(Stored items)
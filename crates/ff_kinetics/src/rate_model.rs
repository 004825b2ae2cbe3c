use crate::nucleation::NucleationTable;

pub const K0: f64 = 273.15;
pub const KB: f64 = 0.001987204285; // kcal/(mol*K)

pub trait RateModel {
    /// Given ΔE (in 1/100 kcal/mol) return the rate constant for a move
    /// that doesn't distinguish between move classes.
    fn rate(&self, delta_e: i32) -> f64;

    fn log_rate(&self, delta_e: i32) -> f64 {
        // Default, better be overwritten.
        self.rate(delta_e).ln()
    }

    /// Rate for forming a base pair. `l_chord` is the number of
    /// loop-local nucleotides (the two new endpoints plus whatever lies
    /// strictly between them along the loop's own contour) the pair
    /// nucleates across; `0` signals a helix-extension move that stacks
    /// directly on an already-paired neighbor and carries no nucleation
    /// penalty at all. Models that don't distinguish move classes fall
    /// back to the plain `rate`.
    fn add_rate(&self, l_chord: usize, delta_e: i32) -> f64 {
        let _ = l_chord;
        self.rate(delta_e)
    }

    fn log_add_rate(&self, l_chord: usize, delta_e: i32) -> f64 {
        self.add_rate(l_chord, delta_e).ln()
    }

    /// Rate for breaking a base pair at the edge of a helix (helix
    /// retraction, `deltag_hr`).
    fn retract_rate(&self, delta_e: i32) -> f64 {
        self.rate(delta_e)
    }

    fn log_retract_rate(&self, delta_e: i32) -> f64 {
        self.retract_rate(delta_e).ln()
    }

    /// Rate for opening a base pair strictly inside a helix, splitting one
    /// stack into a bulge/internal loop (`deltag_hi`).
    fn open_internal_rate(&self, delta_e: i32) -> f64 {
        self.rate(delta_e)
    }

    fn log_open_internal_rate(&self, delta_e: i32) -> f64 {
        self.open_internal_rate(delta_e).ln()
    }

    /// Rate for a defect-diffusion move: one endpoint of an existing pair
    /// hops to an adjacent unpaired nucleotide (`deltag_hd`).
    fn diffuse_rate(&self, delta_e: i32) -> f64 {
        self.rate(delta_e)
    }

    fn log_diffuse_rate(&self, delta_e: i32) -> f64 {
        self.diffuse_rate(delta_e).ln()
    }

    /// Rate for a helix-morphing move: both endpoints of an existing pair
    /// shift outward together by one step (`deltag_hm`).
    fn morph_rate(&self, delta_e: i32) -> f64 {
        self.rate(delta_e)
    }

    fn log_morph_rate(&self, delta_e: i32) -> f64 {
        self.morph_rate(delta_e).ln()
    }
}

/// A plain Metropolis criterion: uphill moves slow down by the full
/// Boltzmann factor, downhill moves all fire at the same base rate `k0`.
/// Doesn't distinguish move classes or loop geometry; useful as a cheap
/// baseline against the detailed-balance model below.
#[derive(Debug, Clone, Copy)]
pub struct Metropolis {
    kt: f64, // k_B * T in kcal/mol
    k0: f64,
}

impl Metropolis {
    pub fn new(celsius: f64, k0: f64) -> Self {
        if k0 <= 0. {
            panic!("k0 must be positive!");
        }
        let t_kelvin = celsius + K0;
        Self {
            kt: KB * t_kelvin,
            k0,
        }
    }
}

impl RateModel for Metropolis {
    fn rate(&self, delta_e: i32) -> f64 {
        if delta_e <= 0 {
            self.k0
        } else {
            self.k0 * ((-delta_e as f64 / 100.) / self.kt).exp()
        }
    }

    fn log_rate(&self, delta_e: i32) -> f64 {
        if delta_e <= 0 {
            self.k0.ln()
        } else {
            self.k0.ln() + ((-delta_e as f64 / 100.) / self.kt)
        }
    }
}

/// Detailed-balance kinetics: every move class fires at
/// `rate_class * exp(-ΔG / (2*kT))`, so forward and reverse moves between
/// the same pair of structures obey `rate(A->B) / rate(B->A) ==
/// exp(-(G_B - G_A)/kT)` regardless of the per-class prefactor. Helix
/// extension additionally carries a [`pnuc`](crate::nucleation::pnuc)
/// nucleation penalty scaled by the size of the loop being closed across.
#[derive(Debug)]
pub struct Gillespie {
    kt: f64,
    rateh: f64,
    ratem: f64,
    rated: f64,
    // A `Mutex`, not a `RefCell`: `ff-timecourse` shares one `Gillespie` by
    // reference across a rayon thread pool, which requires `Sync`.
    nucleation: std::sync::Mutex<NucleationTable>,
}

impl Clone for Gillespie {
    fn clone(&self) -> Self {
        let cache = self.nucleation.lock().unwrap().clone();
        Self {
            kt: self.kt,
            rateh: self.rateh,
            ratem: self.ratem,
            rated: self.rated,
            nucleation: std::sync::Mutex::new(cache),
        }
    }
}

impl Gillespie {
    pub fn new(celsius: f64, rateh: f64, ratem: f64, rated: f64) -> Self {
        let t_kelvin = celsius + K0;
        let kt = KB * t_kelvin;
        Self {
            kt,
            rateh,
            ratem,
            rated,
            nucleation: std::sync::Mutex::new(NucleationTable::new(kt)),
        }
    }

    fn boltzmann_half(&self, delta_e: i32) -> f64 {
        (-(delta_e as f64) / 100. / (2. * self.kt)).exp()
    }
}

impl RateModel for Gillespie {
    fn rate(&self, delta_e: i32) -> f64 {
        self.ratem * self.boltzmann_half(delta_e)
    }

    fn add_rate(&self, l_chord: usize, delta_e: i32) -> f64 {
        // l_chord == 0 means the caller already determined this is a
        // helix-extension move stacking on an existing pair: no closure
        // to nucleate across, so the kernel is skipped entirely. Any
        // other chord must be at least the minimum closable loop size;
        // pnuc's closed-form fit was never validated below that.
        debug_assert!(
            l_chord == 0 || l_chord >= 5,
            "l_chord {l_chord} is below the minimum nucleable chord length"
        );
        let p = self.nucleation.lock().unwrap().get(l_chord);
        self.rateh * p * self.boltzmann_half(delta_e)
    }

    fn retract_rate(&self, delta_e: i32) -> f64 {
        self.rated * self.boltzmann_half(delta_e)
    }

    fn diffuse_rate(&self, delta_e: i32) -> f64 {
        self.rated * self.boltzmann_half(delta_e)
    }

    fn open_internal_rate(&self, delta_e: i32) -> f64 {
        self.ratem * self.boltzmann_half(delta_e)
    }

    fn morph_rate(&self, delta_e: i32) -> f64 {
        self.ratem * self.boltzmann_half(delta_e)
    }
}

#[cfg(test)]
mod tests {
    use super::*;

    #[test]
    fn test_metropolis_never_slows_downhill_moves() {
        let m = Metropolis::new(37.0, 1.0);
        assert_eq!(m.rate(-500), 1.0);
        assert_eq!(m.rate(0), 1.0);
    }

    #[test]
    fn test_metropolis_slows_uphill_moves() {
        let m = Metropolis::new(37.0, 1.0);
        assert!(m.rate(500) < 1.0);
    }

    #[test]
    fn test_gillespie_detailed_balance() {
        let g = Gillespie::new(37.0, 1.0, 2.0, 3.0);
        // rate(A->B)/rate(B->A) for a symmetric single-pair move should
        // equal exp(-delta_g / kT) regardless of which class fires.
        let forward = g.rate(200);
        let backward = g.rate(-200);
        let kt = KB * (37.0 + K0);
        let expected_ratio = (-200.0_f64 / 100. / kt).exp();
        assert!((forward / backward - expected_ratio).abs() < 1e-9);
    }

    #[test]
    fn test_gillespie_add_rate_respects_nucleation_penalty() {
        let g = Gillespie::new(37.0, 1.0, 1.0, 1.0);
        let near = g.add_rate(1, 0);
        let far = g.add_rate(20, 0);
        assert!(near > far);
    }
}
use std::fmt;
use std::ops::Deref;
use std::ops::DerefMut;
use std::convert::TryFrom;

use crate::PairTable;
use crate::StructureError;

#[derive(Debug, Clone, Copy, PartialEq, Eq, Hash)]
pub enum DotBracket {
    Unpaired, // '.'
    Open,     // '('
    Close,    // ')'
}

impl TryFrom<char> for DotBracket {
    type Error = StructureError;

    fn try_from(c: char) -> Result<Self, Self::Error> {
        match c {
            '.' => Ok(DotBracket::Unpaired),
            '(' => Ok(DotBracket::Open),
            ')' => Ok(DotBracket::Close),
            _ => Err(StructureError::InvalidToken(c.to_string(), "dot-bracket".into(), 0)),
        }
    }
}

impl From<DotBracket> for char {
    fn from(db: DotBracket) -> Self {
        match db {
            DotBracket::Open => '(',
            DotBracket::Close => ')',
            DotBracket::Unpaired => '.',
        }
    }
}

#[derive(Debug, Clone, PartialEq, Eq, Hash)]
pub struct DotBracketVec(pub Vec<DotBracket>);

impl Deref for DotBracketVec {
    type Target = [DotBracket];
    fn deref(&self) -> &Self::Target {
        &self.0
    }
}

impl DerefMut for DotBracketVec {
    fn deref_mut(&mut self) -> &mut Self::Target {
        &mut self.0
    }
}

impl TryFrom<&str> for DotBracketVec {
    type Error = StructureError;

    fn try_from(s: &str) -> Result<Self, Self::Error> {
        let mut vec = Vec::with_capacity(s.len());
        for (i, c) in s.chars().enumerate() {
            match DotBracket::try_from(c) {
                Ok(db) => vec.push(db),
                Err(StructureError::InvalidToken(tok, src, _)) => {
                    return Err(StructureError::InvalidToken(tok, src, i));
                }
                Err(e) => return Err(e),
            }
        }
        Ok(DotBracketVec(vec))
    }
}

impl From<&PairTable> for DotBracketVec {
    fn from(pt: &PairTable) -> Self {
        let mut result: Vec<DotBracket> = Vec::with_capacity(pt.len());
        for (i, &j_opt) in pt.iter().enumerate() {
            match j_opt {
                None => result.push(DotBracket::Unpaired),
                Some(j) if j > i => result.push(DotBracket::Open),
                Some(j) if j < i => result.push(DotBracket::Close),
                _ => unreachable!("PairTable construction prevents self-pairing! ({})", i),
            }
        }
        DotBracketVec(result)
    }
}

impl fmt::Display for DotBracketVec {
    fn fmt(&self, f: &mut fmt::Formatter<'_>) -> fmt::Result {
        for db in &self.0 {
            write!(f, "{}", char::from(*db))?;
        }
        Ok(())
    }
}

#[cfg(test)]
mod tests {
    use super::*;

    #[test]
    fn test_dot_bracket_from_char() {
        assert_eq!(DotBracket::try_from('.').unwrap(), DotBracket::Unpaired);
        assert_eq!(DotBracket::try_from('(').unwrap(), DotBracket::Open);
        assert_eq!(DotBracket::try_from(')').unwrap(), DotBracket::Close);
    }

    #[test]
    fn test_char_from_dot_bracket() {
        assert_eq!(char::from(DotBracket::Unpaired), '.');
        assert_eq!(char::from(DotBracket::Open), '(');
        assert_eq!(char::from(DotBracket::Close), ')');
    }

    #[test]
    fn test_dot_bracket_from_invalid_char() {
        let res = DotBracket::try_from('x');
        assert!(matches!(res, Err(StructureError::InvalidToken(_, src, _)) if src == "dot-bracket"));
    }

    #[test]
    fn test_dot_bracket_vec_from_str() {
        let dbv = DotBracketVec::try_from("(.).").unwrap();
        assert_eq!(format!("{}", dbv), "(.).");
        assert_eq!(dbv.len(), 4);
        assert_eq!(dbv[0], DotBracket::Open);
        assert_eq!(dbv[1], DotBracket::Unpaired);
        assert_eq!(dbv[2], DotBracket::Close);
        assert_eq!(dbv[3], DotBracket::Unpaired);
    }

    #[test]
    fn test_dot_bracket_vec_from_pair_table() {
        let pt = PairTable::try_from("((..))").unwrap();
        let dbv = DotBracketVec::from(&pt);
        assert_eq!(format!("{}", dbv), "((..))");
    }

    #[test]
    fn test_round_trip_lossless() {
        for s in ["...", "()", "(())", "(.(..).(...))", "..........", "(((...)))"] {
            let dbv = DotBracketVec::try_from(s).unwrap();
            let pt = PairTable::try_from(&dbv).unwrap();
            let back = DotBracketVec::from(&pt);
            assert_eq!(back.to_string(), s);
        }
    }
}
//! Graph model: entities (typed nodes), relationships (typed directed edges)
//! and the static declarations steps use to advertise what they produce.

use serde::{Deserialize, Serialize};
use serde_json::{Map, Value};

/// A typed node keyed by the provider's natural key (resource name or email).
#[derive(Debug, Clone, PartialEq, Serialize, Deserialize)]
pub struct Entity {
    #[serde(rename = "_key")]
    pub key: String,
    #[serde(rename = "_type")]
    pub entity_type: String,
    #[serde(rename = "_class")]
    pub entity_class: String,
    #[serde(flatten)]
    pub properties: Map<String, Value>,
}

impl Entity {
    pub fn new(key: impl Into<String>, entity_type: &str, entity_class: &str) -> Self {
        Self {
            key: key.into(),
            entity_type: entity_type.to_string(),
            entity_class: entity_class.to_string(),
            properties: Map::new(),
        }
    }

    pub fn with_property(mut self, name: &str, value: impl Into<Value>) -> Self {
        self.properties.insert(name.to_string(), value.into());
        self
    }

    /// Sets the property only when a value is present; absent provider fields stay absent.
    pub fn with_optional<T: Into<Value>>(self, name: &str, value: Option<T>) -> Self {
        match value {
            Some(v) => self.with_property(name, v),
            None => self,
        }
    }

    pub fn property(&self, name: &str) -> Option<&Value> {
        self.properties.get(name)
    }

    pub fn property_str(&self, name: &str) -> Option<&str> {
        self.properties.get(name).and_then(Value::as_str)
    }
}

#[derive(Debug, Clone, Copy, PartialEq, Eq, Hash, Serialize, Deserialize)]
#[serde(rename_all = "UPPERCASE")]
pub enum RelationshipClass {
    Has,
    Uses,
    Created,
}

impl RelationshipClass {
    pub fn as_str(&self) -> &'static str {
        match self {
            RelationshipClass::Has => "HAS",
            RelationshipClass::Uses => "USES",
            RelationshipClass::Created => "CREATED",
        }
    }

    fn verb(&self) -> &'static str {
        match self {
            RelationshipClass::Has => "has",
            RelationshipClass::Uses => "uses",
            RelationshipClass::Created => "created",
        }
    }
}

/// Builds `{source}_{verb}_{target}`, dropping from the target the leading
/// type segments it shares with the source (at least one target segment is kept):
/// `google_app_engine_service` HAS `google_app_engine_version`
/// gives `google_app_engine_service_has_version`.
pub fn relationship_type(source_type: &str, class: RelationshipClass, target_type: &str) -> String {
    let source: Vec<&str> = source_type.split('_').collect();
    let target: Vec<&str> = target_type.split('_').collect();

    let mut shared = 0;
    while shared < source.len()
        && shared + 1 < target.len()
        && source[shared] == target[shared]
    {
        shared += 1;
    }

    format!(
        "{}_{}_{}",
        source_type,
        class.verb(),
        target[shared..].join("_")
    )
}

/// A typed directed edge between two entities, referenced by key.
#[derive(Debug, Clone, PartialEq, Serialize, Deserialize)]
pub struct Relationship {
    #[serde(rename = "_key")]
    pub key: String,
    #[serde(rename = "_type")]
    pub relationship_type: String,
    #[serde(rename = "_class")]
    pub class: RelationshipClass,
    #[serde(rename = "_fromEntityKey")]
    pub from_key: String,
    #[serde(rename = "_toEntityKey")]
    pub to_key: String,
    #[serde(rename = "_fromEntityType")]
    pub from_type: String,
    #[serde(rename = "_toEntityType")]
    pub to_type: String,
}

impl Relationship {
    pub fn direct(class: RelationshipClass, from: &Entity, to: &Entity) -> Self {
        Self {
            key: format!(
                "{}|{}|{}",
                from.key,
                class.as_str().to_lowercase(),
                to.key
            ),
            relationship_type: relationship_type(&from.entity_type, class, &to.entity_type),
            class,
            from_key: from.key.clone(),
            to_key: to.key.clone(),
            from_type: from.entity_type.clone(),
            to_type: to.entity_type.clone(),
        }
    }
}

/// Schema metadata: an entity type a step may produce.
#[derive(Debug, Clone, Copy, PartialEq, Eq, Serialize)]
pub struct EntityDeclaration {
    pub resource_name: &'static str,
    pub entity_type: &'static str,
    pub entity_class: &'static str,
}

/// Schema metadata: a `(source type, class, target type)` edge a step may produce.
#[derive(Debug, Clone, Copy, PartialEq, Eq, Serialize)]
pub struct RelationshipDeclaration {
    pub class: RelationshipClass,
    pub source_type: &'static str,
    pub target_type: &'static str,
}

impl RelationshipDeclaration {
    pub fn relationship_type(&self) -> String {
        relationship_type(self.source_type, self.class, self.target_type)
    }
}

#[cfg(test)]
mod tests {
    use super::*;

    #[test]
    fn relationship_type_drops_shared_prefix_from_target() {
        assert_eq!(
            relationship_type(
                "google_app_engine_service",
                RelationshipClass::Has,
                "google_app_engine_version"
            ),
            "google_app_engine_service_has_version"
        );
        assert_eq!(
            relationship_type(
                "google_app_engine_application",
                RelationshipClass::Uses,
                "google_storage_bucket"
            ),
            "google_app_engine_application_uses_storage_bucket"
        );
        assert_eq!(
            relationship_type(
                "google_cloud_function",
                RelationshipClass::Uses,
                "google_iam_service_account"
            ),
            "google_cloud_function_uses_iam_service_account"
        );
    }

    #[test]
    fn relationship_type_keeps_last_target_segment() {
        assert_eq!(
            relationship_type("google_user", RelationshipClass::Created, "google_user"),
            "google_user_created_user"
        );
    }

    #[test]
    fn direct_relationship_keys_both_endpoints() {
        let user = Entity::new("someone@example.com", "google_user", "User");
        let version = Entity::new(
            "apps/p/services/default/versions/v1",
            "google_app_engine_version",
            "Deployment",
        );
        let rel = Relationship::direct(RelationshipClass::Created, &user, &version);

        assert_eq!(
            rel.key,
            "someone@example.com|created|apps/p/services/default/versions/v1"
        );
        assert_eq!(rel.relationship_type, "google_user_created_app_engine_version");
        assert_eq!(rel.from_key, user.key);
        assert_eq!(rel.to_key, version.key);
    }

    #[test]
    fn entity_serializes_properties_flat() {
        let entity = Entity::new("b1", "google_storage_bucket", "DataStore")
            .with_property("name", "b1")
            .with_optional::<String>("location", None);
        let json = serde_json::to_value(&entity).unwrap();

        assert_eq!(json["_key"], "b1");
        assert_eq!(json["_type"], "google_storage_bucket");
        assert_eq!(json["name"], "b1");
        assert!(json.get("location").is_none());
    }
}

- Task goal: Looking at the data above, give the number of lines that include "metadata"; add nothing else.

- Task output: 2